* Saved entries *
=== Begin Enclosure ===

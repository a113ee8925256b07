//! Signal Extractor
//!
//! Public entry point of the engine. Sequences matcher, scorer and validator
//! and returns exactly one outcome per message. Holds only read-only state, so
//! a single instance can serve any number of concurrent callers.

use super::matcher::PatternMatcher;
use super::models::{
    CandidateFields, ErrorKind, ExtractionFailure, ExtractionOutcome, MessageMeta, RawMessage,
    Signal,
};
use super::normalize::{SymbolAliases, default_symbol_aliases};
use super::patterns::{PatternLibrary, PatternLibrarySpec};
use super::scorer::{ConfidenceScorer, ConfidenceWeights};
use super::validator::{Rejection, SignalValidator};
use anyhow::Result;
use chrono::{DateTime, Utc};
use log::{debug, info, warn};
use serde::{Deserialize, Serialize};
use std::collections::HashMap;
use std::sync::Arc;

/// Configuration injected into the extractor at construction
#[derive(Debug, Clone, Serialize, Deserialize)]
pub struct ExtractorConfig {
    #[serde(default = "default_min_confidence")]
    pub min_confidence: f64,
    #[serde(default = "default_admissible_symbols")]
    pub admissible_symbols: Vec<String>,
    #[serde(default = "default_symbol_aliases")]
    pub symbol_aliases: SymbolAliases,
    #[serde(default)]
    pub confidence_weights: ConfidenceWeights,
    /// Channel id -> reliability in [0, 1], used by the `channel` weight
    #[serde(default)]
    pub channel_confidence: HashMap<String, f64>,
    #[serde(default)]
    pub patterns: PatternLibrarySpec,
}

impl Default for ExtractorConfig {
    fn default() -> Self {
        Self {
            min_confidence: default_min_confidence(),
            admissible_symbols: default_admissible_symbols(),
            symbol_aliases: default_symbol_aliases(),
            confidence_weights: ConfidenceWeights::default(),
            channel_confidence: HashMap::new(),
            patterns: PatternLibrarySpec::default(),
        }
    }
}

fn default_min_confidence() -> f64 {
    0.75
}

fn default_admissible_symbols() -> Vec<String> {
    [
        "XAUUSD", "EURUSD", "GBPUSD", "BTCUSD", "USDJPY", "AUDUSD", "USDCAD", "NZDUSD", "USDCHF",
    ]
    .iter()
    .map(|s| s.to_string())
    .collect()
}

/// Extraction engine
#[derive(Debug, Clone)]
pub struct SignalExtractor {
    matcher: PatternMatcher,
    scorer: ConfidenceScorer,
    validator: SignalValidator,
}

impl SignalExtractor {
    /// Create extractor with the built-in dialects and reference weighting
    pub fn new() -> Result<Self> {
        Self::with_config(ExtractorConfig::default())
    }

    /// Create extractor from configuration; invalid configuration is refused here
    pub fn with_config(config: ExtractorConfig) -> Result<Self> {
        let library = Arc::new(PatternLibrary::compile(&config.patterns)?);
        let matcher = PatternMatcher::new(library, config.symbol_aliases);
        let scorer = ConfidenceScorer::with_channel_reliability(
            config.confidence_weights,
            config.channel_confidence,
        )?;
        let validator = SignalValidator::new(&config.admissible_symbols, config.min_confidence)?;

        info!(
            "Signal extractor initialized (min_confidence: {:.2}, {} admissible symbols)",
            config.min_confidence,
            config.admissible_symbols.len()
        );

        Ok(Self {
            matcher,
            scorer,
            validator,
        })
    }

    pub fn matcher(&self) -> &PatternMatcher {
        &self.matcher
    }

    pub fn scorer(&self) -> &ConfidenceScorer {
        &self.scorer
    }

    pub fn validator(&self) -> &SignalValidator {
        &self.validator
    }

    /// Quick keyword filter run before any pattern matching
    pub fn is_signal(&self, text: &str) -> bool {
        self.matcher.is_signal(text)
    }

    /// Gate then extract; `None` when the quick filter discards the message
    pub fn process(&self, message: &RawMessage) -> Option<ExtractionOutcome> {
        if !self.is_signal(&message.text) {
            debug!(
                "Message {} (@{}) skipped by keyword filter",
                message.meta.message_id, message.meta.channel_id
            );
            return None;
        }
        Some(self.extract(&message.text, &message.meta))
    }

    /// Run matcher, scorer and validator over one message
    ///
    /// Stamps `extracted_at` with the wall clock, so two calls differ in that
    /// field only. Use [`extract_at`](Self::extract_at) for repeatable output.
    pub fn extract(&self, text: &str, meta: &MessageMeta) -> ExtractionOutcome {
        self.extract_at(text, meta, Utc::now())
    }

    /// As [`extract`](Self::extract) with an explicit extraction timestamp;
    /// identical inputs give identical outcomes
    pub fn extract_at(
        &self,
        text: &str,
        meta: &MessageMeta,
        now: DateTime<Utc>,
    ) -> ExtractionOutcome {
        debug!(
            "Extracting signal from message {} (@{})",
            meta.message_id, meta.channel_id
        );

        let fields = self.matcher.match_fields(text);
        if fields.is_empty() {
            let rejection = Rejection::new(
                ErrorKind::NoPatternMatch,
                "No signal fields recognized in message",
            );
            return self.failure(text, meta, fields, rejection, now);
        }

        let confidence = self.scorer.score(&fields, &meta.channel_id);

        match self.validator.validate(&fields, &confidence) {
            Ok(validated) => {
                info!(
                    "Extracted signal: {} {} (confidence: {:.2})",
                    validated.symbol, validated.direction, confidence.score
                );
                ExtractionOutcome::Signal(Signal {
                    message_id: meta.message_id,
                    channel_id: meta.channel_id.clone(),
                    posted_at: meta.posted_at,
                    symbol: validated.symbol,
                    direction: validated.direction,
                    entry: validated.entry,
                    stop_loss: fields.stop_loss,
                    take_profits: fields.take_profits,
                    confidence: confidence.score,
                    notes: confidence.joined_notes(),
                    extracted_at: now,
                })
            }
            Err(rejection) => self.failure(text, meta, fields, rejection, now),
        }
    }

    fn failure(
        &self,
        text: &str,
        meta: &MessageMeta,
        fields: CandidateFields,
        rejection: Rejection,
        now: DateTime<Utc>,
    ) -> ExtractionOutcome {
        warn!(
            "Extraction failed for message {} (@{}): {}",
            meta.message_id, meta.channel_id, rejection
        );
        ExtractionOutcome::Failure(ExtractionFailure {
            message_id: meta.message_id,
            channel_id: meta.channel_id.clone(),
            posted_at: meta.posted_at,
            raw_text: text.to_string(),
            fields,
            kind: rejection.kind,
            reason: rejection.reason,
            occurred_at: now,
        })
    }
}

/// Builder pattern for extractor configuration
pub struct ExtractorBuilder {
    config: ExtractorConfig,
}

impl ExtractorBuilder {
    pub fn new() -> Self {
        Self {
            config: ExtractorConfig::default(),
        }
    }

    pub fn from_config(config: ExtractorConfig) -> Self {
        Self { config }
    }

    pub fn with_min_confidence(mut self, threshold: f64) -> Self {
        self.config.min_confidence = threshold;
        self
    }

    pub fn with_admissible_symbols<I, S>(mut self, symbols: I) -> Self
    where
        I: IntoIterator<Item = S>,
        S: Into<String>,
    {
        self.config.admissible_symbols = symbols.into_iter().map(Into::into).collect();
        self
    }

    pub fn with_symbol_aliases(mut self, aliases: SymbolAliases) -> Self {
        self.config.symbol_aliases = aliases;
        self
    }

    pub fn with_weights(mut self, weights: ConfidenceWeights) -> Self {
        self.config.confidence_weights = weights;
        self
    }

    pub fn with_channel_confidence(mut self, channel_id: &str, reliability: f64) -> Self {
        self.config
            .channel_confidence
            .insert(channel_id.to_string(), reliability);
        self
    }

    pub fn with_patterns(mut self, patterns: PatternLibrarySpec) -> Self {
        self.config.patterns = patterns;
        self
    }

    pub fn build(self) -> Result<SignalExtractor> {
        SignalExtractor::with_config(self.config)
    }
}

impl Default for ExtractorBuilder {
    fn default() -> Self {
        Self::new()
    }
}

=== End Enclosure ===

Scan the entries for the word "engine". Report each line that has it.

* REPLY *
//! Public entry point of the engine. Sequences matcher, scorer and validator
/// Extraction engine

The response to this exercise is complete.